**Activity**.
From the entries, filter out every line that lacks "ImportError" and copy the rest.

**Saved entries**.
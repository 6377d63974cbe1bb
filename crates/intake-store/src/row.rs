//! Storage-level row representation.

use intake_model::{AttributedRecord, FieldValue};
use serde::Serialize;

/// A single column value as written to storage.
#[derive(Debug, Clone, PartialEq, Serialize)]
#[serde(untagged)]
pub enum ColumnValue {
    Null,
    Integer(i64),
    Real(f64),
    Text(String),
}

impl From<Option<&FieldValue>> for ColumnValue {
    fn from(value: Option<&FieldValue>) -> Self {
        match value {
            None => Self::Null,
            Some(FieldValue::Text(text) | FieldValue::Date(text)) => Self::Text(text.clone()),
            Some(FieldValue::Number(number)) => Self::Real(*number),
        }
    }
}

/// Ordered column/value pairs for one insert.
#[derive(Debug, Clone, Default, PartialEq, Serialize)]
pub struct InsertRow {
    columns: Vec<(&'static str, ColumnValue)>,
}

impl InsertRow {
    pub fn new() -> Self {
        Self::default()
    }

    #[must_use]
    pub fn with(mut self, column: &'static str, value: ColumnValue) -> Self {
        self.push(column, value);
        self
    }

    pub fn push(&mut self, column: &'static str, value: ColumnValue) {
        self.columns.push((column, value));
    }

    pub fn get(&self, column: &str) -> Option<&ColumnValue> {
        self.columns
            .iter()
            .find(|(name, _)| *name == column)
            .map(|(_, value)| value)
    }

    pub fn column_names(&self) -> impl Iterator<Item = &'static str> + '_ {
        self.columns.iter().map(|(name, _)| *name)
    }

    pub fn values(&self) -> impl Iterator<Item = &ColumnValue> {
        self.columns.iter().map(|(_, value)| value)
    }

    pub fn len(&self) -> usize {
        self.columns.len()
    }

    pub fn is_empty(&self) -> bool {
        self.columns.is_empty()
    }
}

impl From<&AttributedRecord> for InsertRow {
    /// Schema fields in order, followed by the attribution column.
    fn from(attributed: &AttributedRecord) -> Self {
        let mut row = Self::new();
        for (spec, value) in attributed.record().fields() {
            row.push(spec.name, ColumnValue::from(value));
        }
        row.push(
            attributed.attribution_column(),
            ColumnValue::Integer(attributed.actor().get()),
        );
        row
    }
}

#[cfg(test)]
mod tests {
    use super::*;
    use intake_model::{ActorId, CARD_SCHEMA, CanonicalRecord};

    #[test]
    fn attributed_record_becomes_row_with_actor_last() {
        let mut record = CanonicalRecord::new(&CARD_SCHEMA);
        record.set("card_number", Some(FieldValue::Text("8600".into())));
        record.set("blocked_at", Some(FieldValue::Date("2024-01-01".into())));
        record.set("balance", Some(FieldValue::Number(12.5)));

        let row = InsertRow::from(&record.attribute(ActorId::new(3)));
        let names: Vec<_> = row.column_names().collect();
        assert_eq!(
            names,
            vec!["card_number", "blocked_at", "balance", "comment", "blocked_by"]
        );
        assert_eq!(row.get("balance"), Some(&ColumnValue::Real(12.5)));
        assert_eq!(row.get("comment"), Some(&ColumnValue::Null));
        assert_eq!(row.get("blocked_by"), Some(&ColumnValue::Integer(3)));
    }
}
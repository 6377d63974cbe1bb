//! Alias-based field lookup over normalized header keys.

use std::collections::HashMap;

use crate::detect::RawRow;
use crate::header::normalize_key;

/// A row's cells keyed by normalized header.
///
/// When two original headers normalize to the same key, the later column
/// wins.
#[derive(Debug, Clone, Default)]
pub struct KeyMap<'a> {
    entries: HashMap<String, &'a str>,
}

impl<'a> KeyMap<'a> {
    pub fn from_row(row: &'a RawRow) -> Self {
        let entries = row
            .cells()
            .map(|(header, value)| (normalize_key(header), value))
            .collect();
        Self { entries }
    }

    /// Looks up an already-normalized key.
    pub fn get(&self, key: &str) -> Option<&'a str> {
        self.entries.get(key).copied()
    }

    pub fn len(&self) -> usize {
        self.entries.len()
    }

    pub fn is_empty(&self) -> bool {
        self.entries.is_empty()
    }
}

/// Returns the first non-empty value found under any alias, in alias order.
pub fn resolve_alias<'a>(keys: &KeyMap<'a>, aliases: &[&str]) -> Option<&'a str> {
    aliases
        .iter()
        .filter_map(|alias| keys.get(&normalize_key(alias)))
        .find(|value| !value.is_empty())
}
//! Integration tests for upload parsing and mapping.

use intake_ingest::{
    DateMode, DelimiterPolicy, IngestError, IngestOptions, RecordMapper, coerce_date,
    coerce_number, read_table,
};
use intake_model::{CARD_SCHEMA, CASE_SCHEMA, FieldValue};

fn case_export(delimiter: char) -> String {
    let header = ["Murojaatchi", "Telefon", "Sana", "Summa"].join(&delimiter.to_string());
    let rows = [
        ["Aliyev Vali", "+998901234567", "05.03.2024", "1 200"],
        ["Karimova Lola", "", "2024-03-06", ""],
        ["", "+998907654321", "07.03.24", "300"],
    ];
    let mut content = header + "\n";
    for row in rows {
        content.push_str(&row.join(&delimiter.to_string()));
        content.push('\n');
    }
    content
}

#[test]
fn each_delimiter_parses_to_same_structure() {
    for delimiter in [',', ';', '\t'] {
        let table = read_table(case_export(delimiter).as_bytes(), &IngestOptions::default())
            .unwrap_or_else(|e| panic!("{delimiter:?}: {e}"));
        assert_eq!(char::from(table.delimiter()), delimiter);
        assert_eq!(table.headers(), ["Murojaatchi", "Telefon", "Sana", "Summa"]);
        assert_eq!(table.len(), 3);
        assert_eq!(table.rows()[1].get("Sana"), Some("2024-03-06"));
    }
}

#[test]
fn mapped_rows_split_into_complete_and_incomplete() {
    let table = read_table(case_export(';').as_bytes(), &IngestOptions::default()).unwrap();
    let mapper = RecordMapper::new(&CASE_SCHEMA);
    let records: Vec<_> = table.rows().iter().map(|row| mapper.map(row)).collect();

    let complete = records.iter().filter(|r| r.is_complete()).count();
    assert_eq!(complete, 2);
    assert_eq!(records[2].missing_required(), vec!["applicant_name"]);
    assert_eq!(
        records[0].get("damage_amount"),
        Some(&FieldValue::Number(1200.0))
    );
    assert_eq!(records[1].get("phone"), None);
}

#[test]
fn utf16_spreadsheet_export_is_read() {
    let text = "Card No\tSana\tQoldiq\r\n8600123412341234\t01.02.2024\t10.5\r\n";
    let mut bytes = vec![0xFF, 0xFE];
    for unit in text.encode_utf16() {
        bytes.extend_from_slice(&unit.to_le_bytes());
    }

    let table = read_table(&bytes, &IngestOptions::default()).unwrap();
    assert_eq!(table.delimiter(), b'\t');
    let record = RecordMapper::new(&CARD_SCHEMA).map(&table.rows()[0]);
    assert!(record.is_complete());
    assert_eq!(
        record.get("blocked_at"),
        Some(&FieldValue::Date("2024-02-01".into()))
    );
}

#[test]
fn row_cap_rejects_before_mapping() {
    let mut content = String::from("name,date\n");
    for i in 0..10_001 {
        content.push_str(&format!("person {i},2024-01-01\n"));
    }
    let err = read_table(content.as_bytes(), &IngestOptions::default()).unwrap_err();
    assert_eq!(
        err,
        IngestError::TooManyRows {
            rows: 10_001,
            max: 10_000
        }
    );

    content.truncate(content.rfind("person 10000").unwrap());
    let table = read_table(content.as_bytes(), &IngestOptions::default()).unwrap();
    assert_eq!(table.len(), 10_000);
}

#[test]
fn fail_closed_policy_rejects_single_column_upload() {
    let options = IngestOptions::default().with_delimiter_policy(DelimiterPolicy::FailClosed);
    let err = read_table(b"fio\nAliyev\n", &options).unwrap_err();
    assert_eq!(err, IngestError::DelimiterUndetectable);

    let table = read_table(b"fio\nAliyev\n", &IngestOptions::default()).unwrap();
    assert_eq!(table.headers(), ["fio"]);
}

#[test]
fn empty_upload_is_rejected() {
    assert_eq!(
        read_table(b"", &IngestOptions::default()),
        Err(IngestError::EmptyContent)
    );
    assert_eq!(
        read_table(b"\xEF\xBB\xBFname,date\r\n", &IngestOptions::default()),
        Err(IngestError::EmptyContent)
    );
}

#[test]
fn documented_coercion_examples() {
    assert_eq!(
        coerce_date("2024-03-05T08:00:00", DateMode::Lenient).as_deref(),
        Some("2024-03-05")
    );
    assert_eq!(
        coerce_date("05.03.2024", DateMode::Lenient).as_deref(),
        Some("2024-03-05")
    );
    assert_eq!(
        coerce_date("31.12.69", DateMode::Lenient).as_deref(),
        Some("2069-12-31")
    );
    assert_eq!(
        coerce_date("01.01.70", DateMode::Lenient).as_deref(),
        Some("1970-01-01")
    );
    assert_eq!(coerce_number("1 234.50"), Some(1234.5));
    assert_eq!(coerce_number(""), None);
    assert_eq!(coerce_number("abc"), None);
}
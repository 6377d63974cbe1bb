//! JSON response shape for an import call.

use intake_model::ImportResult;
use serde::Serialize;

use crate::error::ImportError;

/// Body returned to the client.
#[derive(Debug, Clone, PartialEq, Eq, Serialize)]
#[serde(untagged)]
pub enum ResponseBody {
    Success {
        ok: bool,
        inserted: usize,
        skipped: usize,
    },
    Failure {
        error: String,
    },
}

/// Status code plus body for one import call.
#[derive(Debug, Clone, PartialEq, Eq)]
pub struct ImportResponse {
    status: u16,
    body: ResponseBody,
}

impl ImportResponse {
    pub fn success(result: ImportResult) -> Self {
        Self {
            status: 200,
            body: ResponseBody::Success {
                ok: true,
                inserted: result.inserted,
                skipped: result.skipped,
            },
        }
    }

    pub fn failure(error: &ImportError) -> Self {
        Self {
            status: error.status_code(),
            body: ResponseBody::Failure {
                error: error.user_message(),
            },
        }
    }

    pub fn status(&self) -> u16 {
        self.status
    }

    pub fn body(&self) -> &ResponseBody {
        &self.body
    }

    pub fn is_success(&self) -> bool {
        matches!(self.body, ResponseBody::Success { .. })
    }

    pub fn to_json(&self) -> serde_json::Result<String> {
        serde_json::to_string(&self.body)
    }
}

impl From<&Result<ImportResult, ImportError>> for ImportResponse {
    fn from(outcome: &Result<ImportResult, ImportError>) -> Self {
        match outcome {
            Ok(result) => Self::success(*result),
            Err(error) => Self::failure(error),
        }
    }
}
//! Error types for upload ingestion.

use thiserror::Error;

/// Errors that reject an upload before any row is mapped.
#[derive(Debug, Error, Clone, PartialEq, Eq)]
pub enum IngestError {
    /// No candidate delimiter parsed, or the table has no data rows.
    #[error("empty or unparseable content")]
    EmptyContent,

    /// Bytes are not valid text in the detected encoding.
    #[error("content is not valid {encoding} text")]
    UndecodableContent { encoding: &'static str },

    /// No candidate delimiter produced more than one column.
    #[error("delimiter could not be detected")]
    DelimiterUndetectable,

    /// Row count exceeds the per-import cap.
    #[error("too many rows: {rows} (max {max})")]
    TooManyRows { rows: usize, max: usize },
}

/// Result type for ingestion operations.
pub type Result<T> = std::result::Result<T, IngestError>;
use serde::{Deserialize, Serialize};

use crate::coerce::DateMode;
use crate::detect::{DEFAULT_DELIMITERS, DelimiterPolicy, MAX_IMPORT_ROWS};

/// Tunables for parsing and mapping an upload.
#[derive(Debug, Clone, PartialEq, Eq, Serialize, Deserialize)]
#[serde(default)]
pub struct IngestOptions {
    /// Largest accepted number of data rows.
    pub max_rows: usize,
    /// Candidate delimiters in trial order. Non-ASCII entries are ignored.
    pub delimiters: Vec<char>,
    pub delimiter_policy: DelimiterPolicy,
    pub date_mode: DateMode,
}

impl Default for IngestOptions {
    fn default() -> Self {
        Self {
            max_rows: MAX_IMPORT_ROWS,
            delimiters: DEFAULT_DELIMITERS.iter().copied().map(char::from).collect(),
            delimiter_policy: DelimiterPolicy::default(),
            date_mode: DateMode::default(),
        }
    }
}

impl IngestOptions {
    #[must_use]
    pub fn with_max_rows(mut self, max_rows: usize) -> Self {
        self.max_rows = max_rows;
        self
    }

    #[must_use]
    pub fn with_delimiter_policy(mut self, policy: DelimiterPolicy) -> Self {
        self.delimiter_policy = policy;
        self
    }

    #[must_use]
    pub fn with_date_mode(mut self, mode: DateMode) -> Self {
        self.date_mode = mode;
        self
    }

    /// Delimiters as parser bytes.
    pub fn delimiter_bytes(&self) -> Vec<u8> {
        self.delimiters
            .iter()
            .filter(|c| c.is_ascii())
            .map(|&c| c as u8)
            .collect()
    }
}

#[cfg(test)]
mod tests {
    use super::*;

    #[test]
    fn test_defaults() {
        let options = IngestOptions::default();
        assert_eq!(options.max_rows, 10_000);
        assert_eq!(options.delimiter_bytes(), vec![b',', b';', b'\t']);
        assert_eq!(options.delimiter_policy, DelimiterPolicy::FallbackToLast);
        assert_eq!(options.date_mode, DateMode::Lenient);
    }

    #[test]
    fn test_from_toml_with_partial_fields() {
        let options: IngestOptions = toml::from_str(
            r#"
            delimiters = [";", "\t", "|"]
            delimiter_policy = "fail_closed"
            "#,
        )
        .unwrap();
        assert_eq!(options.delimiter_bytes(), vec![b';', b'\t', b'|']);
        assert_eq!(options.delimiter_policy, DelimiterPolicy::FailClosed);
        assert_eq!(options.max_rows, 10_000);
    }

    #[test]
    fn test_non_ascii_delimiters_ignored() {
        let options = IngestOptions {
            delimiters: vec!['¦', ','],
            ..IngestOptions::default()
        };
        assert_eq!(options.delimiter_bytes(), vec![b',']);
    }
}
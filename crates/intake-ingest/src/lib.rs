//! Tabular upload ingestion.
//!
//! This crate turns the raw bytes of a delimited-text export into canonical
//! records for one target schema.
//!
//! # Features
//!
//! - **Decoding**: UTF-8 with or without BOM, UTF-16 spreadsheet exports
//! - **Delimiter detection**: tries `,` `;` and tab, keeps the first that
//!   yields more than one column
//! - **Header aliasing**: case- and punctuation-insensitive header matching
//!   against per-field alias tables
//! - **Coercion**: date, number and text cells with documented fallbacks
//! - **Mapping**: rows mapped onto [`intake_model::Schema`] descriptors
//!
//! # Example
//!
//! ```
//! use intake_ingest::{IngestOptions, RecordMapper, read_table};
//! use intake_model::CARD_SCHEMA;
//!
//! let bytes = b"Card No;Sana;Qoldiq\n8600123412341234;05.03.2024;1 500\n";
//! let table = read_table(bytes, &IngestOptions::default())?;
//! assert_eq!(table.delimiter(), b';');
//!
//! let mapper = RecordMapper::new(&CARD_SCHEMA);
//! let record = mapper.map(&table.rows()[0]);
//! assert!(record.is_complete());
//! # Ok::<(), intake_ingest::IngestError>(())
//! ```

mod alias;
mod coerce;
mod decode;
mod detect;
mod error;
mod header;
mod mapper;
mod options;

// === Error Types ===
pub use error::{IngestError, Result};

// === Header Handling ===
pub use alias::{KeyMap, resolve_alias};
pub use header::normalize_key;

// === Parsing ===
pub use decode::decode_content;
pub use detect::{
    DEFAULT_DELIMITERS, DelimiterPolicy, MAX_IMPORT_ROWS, ParsedTable, RawRow, detect_and_parse,
    enforce_row_cap,
};

// === Coercion ===
pub use coerce::{DateMode, coerce_date, coerce_number, coerce_text};

// === Mapping ===
pub use mapper::RecordMapper;
pub use options::IngestOptions;

/// Decodes, parses and bounds an upload in one step.
///
/// Runs [`decode_content`], [`detect_and_parse`] and [`enforce_row_cap`] with
/// the given options. No row-level work happens when the cap is exceeded.
pub fn read_table(bytes: &[u8], options: &IngestOptions) -> Result<ParsedTable> {
    let content = decode_content(bytes)?;
    let table = detect_and_parse(
        &content,
        &options.delimiter_bytes(),
        options.delimiter_policy,
    )?;
    enforce_row_cap(&table, options.max_rows)?;
    Ok(table)
}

**Result for this exercise**.
use crate::error::ImportError;
    pub fn failure(error: &ImportError) -> Self {
impl From<&Result<ImportResult, ImportError>> for ImportResponse {
    fn from(outcome: &Result<ImportResult, ImportError>) -> Self {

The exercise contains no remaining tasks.